Booming business
But the popularity of pandas is a double-edged sword. With all this frantic enthusiasm, pandas often win the most attention from the public, the government and celebrities when it comes to financial support.
They are the winning card for every zoo in the world. Besides ticket sales and commercial merchandizing, some places also hold profitable programs and activities to attract die-hard fans.
At the Dujiangyan base of CCRCGP, volunteers who love pandas enough to be their house cleaners pay 700 yuan ($106) to spend the day as a "panda nanny," cleaning up their droppings and feeding them bamboo.
For fans in distant provinces or other countries, online videos and live broadcasting are the best ways to panda gaze. Ipanda, hosted by CGTN, and Pandapia, owned by a Japanese company, are the two biggest live-streaming platforms in China providing panda videos all day every day.
Both sites are followed by millions of people globally. According to the People's Daily, Ipanda attracts more than 200,000 viewers on a daily basis. Since Pandapia started a live broadcast in December of 2016, it has received over 1.5 million yuan in donations from smitten netizens.
"The live broadcasting of pandas helps disseminate the panda culture and lets more people engage in the protection of our national treasure," said Qiu.
But meeting human demand sometimes comes at the cost of negatively affecting the pandas' well being. To Qiu, the videos used by Ipanda are from surveillance cameras, which do not disturb the pandas.
But with more and more tourists showing up at zoos and breeding facilities wielding cameras, as well as photography teams with video recording equipment, many of the bears are suffering from anxiety and exhaustion.
"I watched a Pandapia broadcast and noticed the camera man deliberately teasing the cubs," netizen yesterday-P complained on Weibo.
Occasionally there have been scandals saying pandas are forced to perform or pose with tourists for pictures. Some pandas are even appearing in Chinese reality television programming, much to the dismay of true panda aficionados.
Sarah, a panda lover from Guangdong Province, said she still feels pained about what happened last year to Qingqing, one of China's newest panda cubs.
Qingqing was forcefully weaned and separated from her mother at the tender age of one (cubs usually are not weaned until after 18 months) just so he could star in a new TV show named Panda Story, in which Qingqing is taken care of by eight Chinese celebrities. The program was so controversial and distasteful that panda fans and general netizens alike united to call for a boycott.
"Commercial activities are understandable, but some just go too far. I don't see why they think such activity will not affect the pandas' life and living habits. Pandas are wild animals and not suitable to be too close to human beings," said Sarah.
Striking a balance
Renxin once applied for the Panda Nanny program, which is when she says the service center told her "paying extra money will allow you to hug the pandas." The center later denied her claim.
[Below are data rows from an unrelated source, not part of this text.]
use async_trait::async_trait;
use reqwest::{Client, StatusCode};
use serde::de::DeserializeOwned;
use serde_json::{json, Value};
use std::time::{Duration, SystemTime, UNIX_EPOCH};
use tracing::{debug, info, warn};

use super::auth::SESSION_COOKIE_NAME;
use super::error::CivitaiError;
use super::records::{apply_generation_data, tags_by_score, CollectionItem, GenerationData, ImageRecord, InfinitePage, RawModelVersion, VotableTag};
use super::source::{FetchLimit, ImageSource, ModelAvailability};
use crate::config::{CivitaiConfig, FetchConfig};
use crate::util::SecretString;

/// Client for Civitai's private tRPC endpoints, authenticated with a browser
/// session cookie. Every procedure is a GET with `?input={"json": payload}`.
pub struct TrpcClient {
    base_url: String,
    token: SecretString,
    fingerprint: Option<String>,
    user_agent: String,
    client_version: String,
    fetch: FetchConfig,
    client: Client,
}

impl TrpcClient {
    pub fn new(token: SecretString, civitai: &CivitaiConfig, fetch: &FetchConfig) -> Result<Self, CivitaiError> {
        Ok(Self {
            base_url: civitai.base_url.trim_end_matches('/').to_string(),
            token,
            fingerprint: civitai.fingerprint.clone().filter(|f| !f.trim().is_empty()),
            user_agent: civitai.user_agent.clone(),
            client_version: civitai.client_version.clone(),
            fetch: fetch.clone(),
            client: Client::builder()
                .timeout(Duration::from_secs(civitai.timeout_secs))
                .build()?,
        })
    }

    /// The `input` query value. A first page has no cursor, and tRPC's
    /// superjson wants that spelled out as `undefined` in `meta`.
    pub fn input_param(payload: &Value, cursor_undefined: bool) -> String {
        let wrapped = if cursor_undefined {
            json!({"json": payload, "meta": {"values": {"cursor": ["undefined"]}}})
        } else {
            json!({"json": payload})
        };
        wrapped.to_string()
    }

    /// Call a procedure and decode `result.data.json` into `T`.
    pub async fn query<T: DeserializeOwned>(&self, procedure: &str, payload: Value) -> Result<T, CivitaiError> {
        let input = Self::input_param(&payload, false);
        self.query_with_input(procedure, input).await
    }

    async fn query_with_input<T: DeserializeOwned>(&self, procedure: &str, input: String) -> Result<T, CivitaiError> {
        let url = format!("{}/{}", self.base_url, procedure);
        debug!("GET {} input={}", url, input);

        let mut request = self
            .client
            .get(&url)
            .query(&[("input", input.as_str())])
            .header("Cookie", format!("{}={}", SESSION_COOKIE_NAME, self.token.expose()))
            .header("User-Agent", &self.user_agent)
            .header("Accept", "*/*")
            .header("Content-Type", "application/json")
            .header("Referer", "https://civitai.com/")
            .header("x-client", "web")
            .header("x-client-version", &self.client_version)
            .header("x-client-date", client_date());
        if let Some(fingerprint) = &self.fingerprint {
            request = request.header("x-fingerprint", fingerprint);
        }

        let response = request.send().await?;
        let status = response.status();
        let body = response.text().await?;
        debug!("{} -> {} ({} bytes)", procedure, status, body.len());

        if status == StatusCode::UNAUTHORIZED || status == StatusCode::FORBIDDEN {
            return Err(CivitaiError::Unauthorized(status.as_u16()));
        }
        if !status.is_success() {
            return Err(CivitaiError::Http {
                status: status.as_u16(),
                body: truncate_body(&body),
            });
        }

        let envelope: Value = serde_json::from_str(&body).map_err(|e| CivitaiError::decode(procedure, e))?;
        let data = unwrap_envelope(envelope)?;
        serde_json::from_value(data).map_err(|e| CivitaiError::decode(procedure, e))
    }

    /// One `image.getInfinite` page of a collection.
    pub async fn infinite_page(&self, collection_id: u64, cursor: Option<&str>) -> Result<InfinitePage, CivitaiError> {
        let mut payload = json!({
            "collectionId": collection_id,
            "period": self.fetch.period,
            "sort": self.fetch.sort,
            "browsingLevel": self.fetch.browsing_level,
            "include": ["cosmetics"],
            "excludedTagIds": self.fetch.excluded_tag_ids,
            "disablePoi": true,
            "disableMinor": false,
            "authed": true,
        });
        if let Some(cursor) = cursor {
            payload["cursor"] = json!(cursor);
        }
        let input = Self::input_param(&payload, cursor.is_none());
        let page: Option<InfinitePage> = self.query_with_input("image.getInfinite", input).await?;
        Ok(page.unwrap_or_default())
    }

    /// Collection items up to `limit`, following cursors until none is left or
    /// `max_pages` pages have been read.
    pub async fn collection_items(&self, collection_id: u64, limit: FetchLimit) -> Result<Vec<CollectionItem>, CivitaiError> {
        let mut items = Vec::new();
        let mut cursor: Option<String> = None;
        let mut pages = 0;

        loop {
            let page = self.infinite_page(collection_id, cursor.as_deref()).await?;
            pages += 1;
            debug!("Collection {} page {}: {} items", collection_id, pages, page.items.len());
            items.extend(page.items);

            if limit.is_reached(items.len()) {
                break;
            }
            match page.next_cursor {
                Some(next) if !next.is_empty() => cursor = Some(next),
                _ => break,
            }
            if pages >= self.fetch.max_pages {
                warn!(
                    "Stopping after {} pages (max_pages); {} items fetched so far",
                    pages,
                    items.len()
                );
                break;
            }
        }

        if let Some(n) = limit.as_count() {
            items.truncate(n);
        }
        Ok(items)
    }

    pub async fn generation_data(&self, image_id: u64) -> Result<GenerationData, CivitaiError> {
        let data: Option<GenerationData> = self
            .query("image.getGenerationData", json!({"id": image_id, "authed": true}))
            .await?;
        Ok(data.unwrap_or_default())
    }

    pub async fn votable_tags(&self, image_id: u64) -> Result<Vec<String>, CivitaiError> {
        let tags: Option<Vec<VotableTag>> = self
            .query("tag.getVotableTags", json!({"id": image_id, "type": "image", "authed": true}))
            .await?;
        Ok(tags_by_score(tags.unwrap_or_default()))
    }

    pub async fn image_info(&self, image_id: u64) -> Result<CollectionItem, CivitaiError> {
        let image: Option<CollectionItem> = self.query("image.get", json!({"id": image_id, "authed": true})).await?;
        image.ok_or_else(|| CivitaiError::NotFound(format!("image {}", image_id)))
    }

    /// Generation data, tags and author for one image. Missing tags or author
    /// are tolerated; auth failures are not.
    async fn build_record(&self, item: &CollectionItem) -> Result<ImageRecord, CivitaiError> {
        let mut record = ImageRecord::new(item.id);
        record.image_url = item.image_url();
        record.author = item.username();

        apply_generation_data(&mut record, self.generation_data(item.id).await?);

        record.tags = match self.votable_tags(item.id).await {
            Ok(tags) => tags,
            Err(e) if e.is_auth() => return Err(e),
            Err(e) => {
                warn!("No tags for image {}: {}", item.id, e);
                Vec::new()
            }
        };

        if record.author.is_none() {
            record.author = match self.image_info(item.id).await {
                Ok(info) => info.username(),
                Err(e) if e.is_auth() => return Err(e),
                Err(e) => {
                    debug!("No author for image {}: {}", item.id, e);
                    None
                }
            };
        }

        Ok(record)
    }
}

#[async_trait]
impl ImageSource for TrpcClient {
    async fn fetch_collection(&self, collection_id: u64, limit: FetchLimit) -> Result<Vec<ImageRecord>, CivitaiError> {
        let items = self.collection_items(collection_id, limit).await?;
        info!("Collection {}: {} images to fetch", collection_id, items.len());

        let mut records = Vec::with_capacity(items.len());
        for (i, item) in items.iter().enumerate() {
            debug!("Fetching image {}/{} ({})", i + 1, items.len(), item.id);
            match self.build_record(item).await {
                Ok(record) => records.push(record),
                Err(e) if e.is_auth() => return Err(e),
                Err(e) => warn!("Skipping image {}: {}", item.id, e),
            }
        }
        Ok(records)
    }

    async fn fetch_image(&self, image_id: u64) -> Result<ImageRecord, CivitaiError> {
        let item = self.image_info(image_id).await?;
        self.build_record(&item).await
    }

    async fn check_model_availability(
        &self,
        model_id: u64,
        model_version_id: Option<u64>,
    ) -> Result<ModelAvailability, CivitaiError> {
        let mut result = ModelAvailability::unknown(model_id, model_version_id);
        let Some(version_id) = model_version_id else {
            result.error = Some("No model_version_id provided - cannot verify availability".to_string());
            return Ok(result);
        };

        let version: Option<RawModelVersion> = match self
            .query("modelVersion.getById", json!({"id": version_id, "authed": true}))
            .await
        {
            Ok(v) => v,
            Err(CivitaiError::Http { status: 404, .. }) => None,
            Err(e) => return Err(e),
        };

        let Some(version) = version else {
            result.available = Some(false);
            result.error = Some("Model version not found".to_string());
            return Ok(result);
        };

        let status = version
            .model
            .and_then(|m| m.status)
            .or(version.status)
            .unwrap_or_else(|| "Unknown".to_string());
        Ok(result.with_status(Some(status)))
    }
}

/// Pull `result.data.json` out of a tRPC response (single or batched) or turn
/// its `error` member into [`CivitaiError::Trpc`].
pub fn unwrap_envelope(envelope: Value) -> Result<Value, CivitaiError> {
    let item = match envelope {
        Value::Array(mut items) if !items.is_empty() => items.swap_remove(0),
        other => other,
    };

    if let Some(error) = item.get("error") {
        let message = error
            .pointer("/json/message")
            .or_else(|| error.get("message"))
            .and_then(Value::as_str)
            .unwrap_or("Unknown error");
        return Err(CivitaiError::Trpc(message.to_string()));
    }

    Ok(item.pointer("/result/data/json").cloned().unwrap_or(Value::Null))
}

fn client_date() -> String {
    SystemTime::now()
        .duration_since(UNIX_EPOCH)
        .map(|d| d.as_millis())
        .unwrap_or_default()
        .to_string()
}

fn truncate_body(body: &str) -> String {
    const MAX: usize = 500;
    if body.len() <= MAX {
        return body.to_string();
    }
    let mut end = MAX;
    while !body.is_char_boundary(end) {
        end -= 1;
    }
    format!("{}...", &body[..end])
}
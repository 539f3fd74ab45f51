use super::concepts::{nlp_segments, tag_phrase_segments, tokenize};
use super::dedup_in_order;
use super::stopwords::StopWordFilter;
use super::style::PromptStyle;

pub const DEFAULT_MIN_PHRASE_WORDS: usize = 2;
pub const DEFAULT_MAX_PHRASE_WORDS: usize = 4;

/// Extracts multi-word phrases bounded by natural delimiters.
///
/// Each comma/sentence segment yields at most one phrase. Only when a segment is
/// wider than the maximum is it re-cut, and then only where its own stop words
/// sit, so a phrase never overlaps another phrase from the same segment.
#[derive(Debug, Clone)]
pub struct PhraseExtractor<'a> {
    filter: &'a StopWordFilter,
    min_words: usize,
    max_words: usize,
}

impl<'a> PhraseExtractor<'a> {
    pub fn new(filter: &'a StopWordFilter, min_words: usize, max_words: usize) -> Self {
        let min_words = min_words.max(1);
        Self {
            filter,
            min_words,
            max_words: max_words.max(min_words),
        }
    }

    /// Distinct phrases in first-seen order.
    pub fn extract(&self, prompt: &str, style: PromptStyle) -> Vec<String> {
        if prompt.trim().is_empty() {
            return Vec::new();
        }

        let segments = match style {
            PromptStyle::TagStyle => tag_phrase_segments(prompt),
            PromptStyle::NlpStyle => nlp_segments(prompt),
        };

        let phrases = segments
            .iter()
            .flat_map(|segment| self.segment_phrases(segment, style))
            .collect();

        dedup_in_order(phrases)
    }

    fn segment_phrases(&self, segment: &str, style: PromptStyle) -> Vec<String> {
        let tokens = tokenize(segment);
        let keep = self.filter.keep_mask(&tokens, style);
        let content: Vec<&str> = tokens
            .iter()
            .zip(&keep)
            .filter(|(_, k)| **k)
            .map(|(t, _)| t.as_str())
            .collect();

        if content.len() <= self.max_words {
            return self.accept(&content).into_iter().collect();
        }

        // Too wide: maximal runs of content words between dropped words.
        let mut phrases = Vec::new();
        let mut run: Vec<&str> = Vec::new();
        for (token, kept) in tokens.iter().zip(&keep) {
            if *kept {
                run.push(token);
            } else if !run.is_empty() {
                phrases.extend(self.accept(&run));
                run.clear();
            }
        }
        phrases.extend(self.accept(&run));
        phrases
    }

    fn accept(&self, words: &[&str]) -> Option<String> {
        let words = &words[..words.len().min(self.max_words)];
        if words.len() < self.min_words {
            return None;
        }
        Some(words.join(" "))
    }
}

/// Extract phrases with the built-in stop-word lists and default widths.
pub fn extract_phrases(prompt: &str, style: PromptStyle) -> Vec<String> {
    let filter = StopWordFilter::new();
    PhraseExtractor::new(&filter, DEFAULT_MIN_PHRASE_WORDS, DEFAULT_MAX_PHRASE_WORDS).extract(prompt, style)
}
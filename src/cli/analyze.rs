use anyhow::{Context, Result};
use serde::Serialize;
use std::path::{Path, PathBuf};
use tracing::{info, warn};

use crate::analysis::{AggregateState, AnalysisReport, PromptAnalyzer, ReportBuilder};
use crate::civitai::{create_source, FetchLimit, ImageRecord, ImageSource};
use crate::config::Config;
use crate::console::render_report;
use crate::util::write_atomic;

/// JSON export: the report, optionally followed by the raw records.
#[derive(Debug, Serialize)]
pub struct AnalysisExport<'a> {
    #[serde(flatten)]
    pub report: &'a AnalysisReport,
    #[serde(skip_serializing_if = "Option::is_none")]
    pub records: Option<&'a [ImageRecord]>,
}

pub fn default_output_path(collection_id: u64) -> PathBuf {
    PathBuf::from(format!("collection_{}_analysis.json", collection_id))
}

/// Aggregate fetched records into a report using the configured heuristics
/// and limits.
pub fn analyze_records(
    records: &[ImageRecord],
    config: &Config,
    collection_id: u64,
    limit: FetchLimit,
) -> AnalysisReport {
    let analyzer = PromptAnalyzer::new(config.analysis.clone());
    let state = AggregateState::from_records(records, &analyzer);
    ReportBuilder::new(&state)
        .limits(config.report.limits.clone())
        .collection(collection_id, limit.as_count())
        .samples_from(records)
        .build()
}

pub fn export_json(report: &AnalysisReport, records: Option<&[ImageRecord]>, path: &Path) -> Result<()> {
    let export = AnalysisExport { report, records };
    let json = serde_json::to_string_pretty(&export).context("Failed to serialize analysis")?;
    write_atomic(path, json.as_bytes())?;
    Ok(())
}

/// Fetch a collection and aggregate it. An empty collection is not an error:
/// it yields a report with `total_images = 0` and empty sections.
pub async fn fetch_and_analyze(
    source: &dyn ImageSource,
    config: &Config,
    collection_id: u64,
    limit: FetchLimit,
) -> Result<(AnalysisReport, Vec<ImageRecord>)> {
    let records = source
        .fetch_collection(collection_id, limit)
        .await
        .with_context(|| format!("Failed to fetch collection {}", collection_id))?;

    if records.is_empty() {
        warn!(
            "No images found in collection {}. Check the id and that your session can see it.",
            collection_id
        );
    } else {
        info!("Fetched {} images", records.len());
    }

    let report = analyze_records(&records, config, collection_id, limit);
    Ok((report, records))
}

#[allow(clippy::too_many_arguments)]
pub async fn run(
    collection_id: u64,
    limit_override: Option<i64>,
    save: bool,
    output: Option<String>,
    include_records: bool,
    wide: bool,
    token: Option<String>,
    config_path: Option<String>,
    dry_run: bool,
) -> Result<()> {
    let config = Config::load_with_path(config_path)?;
    let limit = FetchLimit::from_arg(limit_override.unwrap_or(config.fetch.limit))?;

    info!("Collection: {}", collection_id);
    info!("Limit: {}", limit);
    info!("Dry run: {}", dry_run);

    let source = create_source(&config, token.as_deref(), dry_run)?;
    let (report, records) = fetch_and_analyze(source.as_ref(), &config, collection_id, limit).await?;
    print!("{}", render_report(&report, config.report.width(wide), wide));

    if save || output.is_some() {
        let path = output
            .map(PathBuf::from)
            .unwrap_or_else(|| default_output_path(collection_id));
        let included = include_records.then_some(records.as_slice());
        export_json(&report, included, &path)?;
        println!("💾 Saved analysis to {}", path.display());
    }

    Ok(())
}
After a deadly canine distemper caused the death of four pandas in 2015, the State Forestry Administration issued a notice prohibiting tourists from getting close to endangered animals, particularly pandas.
But according to Sarah, this notice failed to stop many tourists from physically hugging panda cubs at certain conservation bases. Among panda watchers, it is an open secret that slipping some cash to the guards at some zoos and bases will allow visitors physical contact with a panda.
Sarah confirmed this with the Global Times by revealing a chat log with staff from a panda base in Sichuan Province showing that, in June, the base still provides a paid "panda hugging" service for 1,800 yuan per person.
Zhao Huawen, founder of the Eudemonia Bank, a Chengdu-based organization dedicated to protecting panda habitat, also confirmed this with the Global Times.
"There should be a balance. More effort needs to be made in figuring out how to avoid being too close to pandas and avoid disturbing pandas when carrying out commercial activities or live broadcasts," said Zhao.
As an endangered species, there are only approximately 1,800 pandas still living in the wild and about 370 in enclosed protected spaces. Even though their numbers have started to climb in recent decades due to efforts from China's government, their situation is still not ideal or optimistic due to their low reproductive efficiency and easily damaged habitat.
"The protection of pandas should focus not only on captured pandas but also wild ones. Protecting pandas means protecting tens of thousands of other species and the overall ecological environment," Zhao said.
He said that there is plenty of room for improvement when it comes to breeding facilities and zoos. "In spite of their popularity and the government's protection policies, some captured pandas live in poor conditions," said Zhao. "The money they help earn these places fails to go back to them."
Zhao suggested that knowledge about the protection of pandas should be further spread to the masses to let more people know how to love pandas properly. "Many fans are sensible, but just as many cannot tell right from wrong when showing their support for pandas."